I could barely keep weight on and I was hella hungry all the time.  I was hungry and without any money which was not the best combination; therefore, always on the hunt for sustaining meals.  I was solicited by my friends to consume protein shakes but they were stupid expensive.  One of my buddy’s gave me a sample of his protein powder and it filled me up but it totally gave me gas for the next 24hour.  Hence I wasn’t going to purchase this $60, 15 serving fart bomb but I took a look at the protein powder ingredients and realized that the protein was mainly egg and whey (milk protein) and then a bunch of stuff I could only define if I was an organic chemist.  One night it came to me… after watching Rocky on USA.  I saw the scene where he cracks open raw eggs into a cup and drinks them.  I couldn’t wrap my brain around swallowing all those raw eggs but I thought -eggnog has raw eggs and I looooove eggnog.  So what the hell I gave it a go and made some eggnog-it was delicious!  Over the years I have I have refined my shake and it’s forever and always changing. I say with most food-no processed version is ever as good as the one you make yourself and you know exactly what is in it.  Our bodies quickly absorb ingredients that are bioavailable and complete (meaning nutrients in their natural state that the body can use without having to break them down).

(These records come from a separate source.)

use std::fmt;
use std::future::Future;
use std::str::FromStr;

/// The data-access side of a benchmark run.
///
/// The harness only ever sees operation names and whether a call succeeded. Payloads,
/// queries and documents are entirely up to the implementor.
pub trait Operations: Send + Sync + 'static {
    /// The closed set of timed operations this collaborator can run.
    type Operation: Copy
        + Send
        + Sync
        + fmt::Display
        + FromStr
        + strum::VariantNames
        + 'static;

    type Error: std::error::Error + Send + Sync + 'static;

    /// Seed `count` synthetic documents into the target collection.
    fn populate(&self, count: u64) -> impl Future<Output = Result<(), Self::Error>> + Send;

    /// Make sure the secondary index used by the indexed operations exists.
    fn ensure_index(&self) -> impl Future<Output = Result<(), Self::Error>> + Send;

    /// Drop everything written to the target collection.
    fn purge(&self) -> impl Future<Output = Result<(), Self::Error>> + Send;

    /// Perform one timed call. The harness measures wall time around it.
    fn invoke(
        &self,
        operation: Self::Operation,
        worker_id: u64,
    ) -> impl Future<Output = Result<(), Self::Error>> + Send;
}

/// Names accepted for `--op` by the given collaborator, in declaration order.
#[must_use]
pub fn operation_names<O: Operations>() -> &'static [&'static str] {
    <O::Operation as strum::VariantNames>::VARIANTS
}
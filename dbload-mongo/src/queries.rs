use mongodb::bson::doc;

use dbload_core::Operations;

use crate::document::{DUMMY_NAME, INDEXED_FIELD, NAME_FIELD, UNINDEXED_FIELD};
use crate::error::Error;
use crate::store::MongoStore;

/// Timed queries of the benchmark runner.
#[derive(
    Debug,
    Clone,
    Copy,
    PartialEq,
    Eq,
    Hash,
    strum::EnumString,
    strum::Display,
    strum::VariantNames,
    strum::EnumIter,
)]
#[strum(serialize_all = "snake_case")]
pub enum BenchQuery {
    /// First document of the collection, no filter.
    Simple,
    /// Point lookup on the indexed field.
    IndexedFind,
    /// The same lookup on a field without an index.
    NonindexedFind,
}

/// Timed queries of the read/write loop.
#[derive(
    Debug,
    Clone,
    Copy,
    PartialEq,
    Eq,
    Hash,
    strum::EnumString,
    strum::Display,
    strum::VariantNames,
    strum::EnumIter,
)]
#[strum(serialize_all = "snake_case")]
pub enum RwQuery {
    /// Look up the fixed dummy document by name.
    Read,
    /// Overwrite the dummy document with a freshly stamped copy.
    Write,
}

#[derive(Debug)]
pub struct BenchQueries {
    store: MongoStore,
}

impl BenchQueries {
    pub fn new(store: MongoStore) -> Self {
        Self { store }
    }
}

impl Operations for BenchQueries {
    type Operation = BenchQuery;
    type Error = Error;

    async fn populate(&self, count: u64) -> Result<(), Error> {
        self.store.populate(count).await
    }

    async fn ensure_index(&self) -> Result<(), Error> {
        self.store.ensure_index(INDEXED_FIELD).await
    }

    async fn purge(&self) -> Result<(), Error> {
        self.store.drop_collection().await
    }

    async fn invoke(&self, operation: BenchQuery, worker_id: u64) -> Result<(), Error> {
        let filter = match operation {
            BenchQuery::Simple => doc! {},
            BenchQuery::IndexedFind => doc! { INDEXED_FIELD: self.store.random_value() },
            BenchQuery::NonindexedFind => doc! { UNINDEXED_FIELD: self.store.random_value() },
        };

        let found = self.store.find_one(filter).await?;
        tracing::trace!(worker_id, %operation, found, "query done");
        Ok(())
    }
}

#[derive(Debug)]
pub struct RwQueries {
    store: MongoStore,
}

impl RwQueries {
    pub fn new(store: MongoStore) -> Self {
        Self { store }
    }
}

impl Operations for RwQueries {
    type Operation = RwQuery;
    type Error = Error;

    /// Seeds the dummy document, plus `count` synthetic documents as background data.
    async fn populate(&self, count: u64) -> Result<(), Error> {
        self.store.seed_dummy().await?;
        if count > 0 {
            self.store.populate(count).await?;
        }
        Ok(())
    }

    async fn ensure_index(&self) -> Result<(), Error> {
        self.store.ensure_index(NAME_FIELD).await
    }

    async fn purge(&self) -> Result<(), Error> {
        self.store.drop_collection().await
    }

    async fn invoke(&self, operation: RwQuery, worker_id: u64) -> Result<(), Error> {
        match operation {
            RwQuery::Read => {
                let found = self.store.find_one(doc! { NAME_FIELD: DUMMY_NAME }).await?;
                if !found {
                    tracing::debug!(worker_id, "dummy document not found");
                }
            }
            RwQuery::Write => self.store.write_dummy(worker_id).await?,
        }
        Ok(())
    }
}
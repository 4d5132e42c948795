pub type Result<T> = std::result::Result<T, Error>;

#[derive(Debug, thiserror::Error)]
pub enum Error {
    #[error("failed to connect to mongodb at {address}: {source}")]
    Connect {
        address: String,
        #[source]
        source: mongodb::error::Error,
    },

    #[error("mongodb error: {0}")]
    Mongo(#[from] mongodb::error::Error),
}
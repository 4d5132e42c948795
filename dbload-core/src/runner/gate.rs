use std::time::{Duration, Instant};

/// Decides, before every call, whether a worker may make another one.
///
/// Each worker owns its own gate; the iteration count is the worker's own sample count.
/// An iteration cap takes precedence: when one is set the deadline is ignored, so every
/// worker records exactly that many samples.
#[derive(Debug, Clone)]
pub struct IterationGate {
    iterations: Option<u64>,
    deadline: Option<Instant>,
}

impl IterationGate {
    pub fn new(iterations: Option<u64>, duration: Option<Duration>, started: Instant) -> Self {
        Self {
            iterations,
            deadline: match iterations {
                Some(_) => None,
                None => duration.map(|d| started + d),
            },
        }
    }

    #[must_use]
    pub fn allows_at(&self, completed: u64, now: Instant) -> bool {
        if let Some(deadline) = self.deadline
            && now >= deadline
        {
            return false;
        }

        if let Some(total) = self.iterations
            && completed >= total
        {
            return false;
        }

        true
    }

    #[must_use]
    pub fn allows(&self, completed: u64) -> bool {
        // Hot path: avoid timekeeping entirely unless we're in duration mode.
        if self.deadline.is_none() {
            return self.iterations.is_none_or(|total| completed < total);
        }
        self.allows_at(completed, Instant::now())
    }
}
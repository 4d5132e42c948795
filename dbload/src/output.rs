use crate::cli::OutputFormat;

mod human;
mod json;

pub(crate) trait OutputFormatter: Send + Sync {
    fn print_header(&self, tool: &str, config: &dbload_core::RunConfig);
    fn run_started(&self, config: &dbload_core::RunConfig);
    fn run_finished(&self);
    fn print_summary(&self, report: &dbload_core::AggregateReport) -> anyhow::Result<()>;
}

pub(crate) fn formatter(format: OutputFormat) -> Box<dyn OutputFormatter> {
    match format {
        OutputFormat::HumanReadable => Box::new(human::HumanReadableOutput::new()),
        OutputFormat::Json => Box::new(json::JsonOutput),
    }
}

You will find that making your own shake is relatively fast, easy and inexpensive in comparison and/or when implemented into your life style or just as a fun break from the norm.

Consuming Raw and Cooked Egg Tips:

  1. Source farm fresh eggs that are organic and pastured
  2. Pastured means that chickens foraged for bugs and ate vegetable scraps but was not fed a grain feed.
  3. You do not want the eggs from chickens that were fed a grain feed because most are GMO (genetically modified corn or soy) not to mention that chickens don’t naturally forage for grains.
  4. Commercial eggs are washed with chemical sanitizers and sprayed with preservatives; which can denature the egg’s nutrients.
  5. If you cannot find the answers to these questions from your grocer then seek out eggs from the local farmers market (Farmers markets are 4 days/week on the west side of LA) or a CSA like the Venice Merchant.
  6. A good egg is when you know and trust the source.
  7. FYI: average egg contains 6 grams of complete bioavailable protein.

Eggnog (my starter shake)


3 raw pastured eggs (additional eggs may be added)

8oz whole milk or mylk alternative (coconut, almond or hemp)

Pinch of nutmeg (Optional-fresh grated is the best)

1 tsp. raw honey (optional)
Directions: Vitamix and drink

 Buttery’s Protein Shake (the shake I do now)

2-raw pastured eggs

8-oz raw milk or mylk (almond, coconut or hemp)

2-tbpn raw cold pressed coconut oil

1-tbsn raw seed mix (recipe below)

1-tbpn raw cocoa

Optional additions:

1-tspn-maca root (great for energy, hormones and libido)

4-coffee beans

1-tspn raw honey

1-spoon almond butter

1-banana or berries

Instructions: Blend or Vitamix and drink

Seed Mix-Seeds are totally underestimated. Seeds are a great source of bioavailable good fats, protein, minerals and amino acids. They are highly reparative to the body and large part of our ancestral diet.


¼ cup chia seed

¼ cup sesame seed

¼ cup flax seed

¼ cup pumpkin seed

¼ cup hemp seeds

Directions: Place all seeds minus the hemp seed in a grinder, vitamix or food processor and grind to a powder. Add the hemp to the mixture when complete. Store in Mason Jars.


-Only grind a weeks worth at a time.

-Do not grind the hemp seed because it will just turn to a paste.

Usage: Sprinkle on Salads, yogurt/kefir/cottage cheese, use in smoothie and protein shakes. Other uses: use in place of breadcrumbs in meatballs and meatloaf.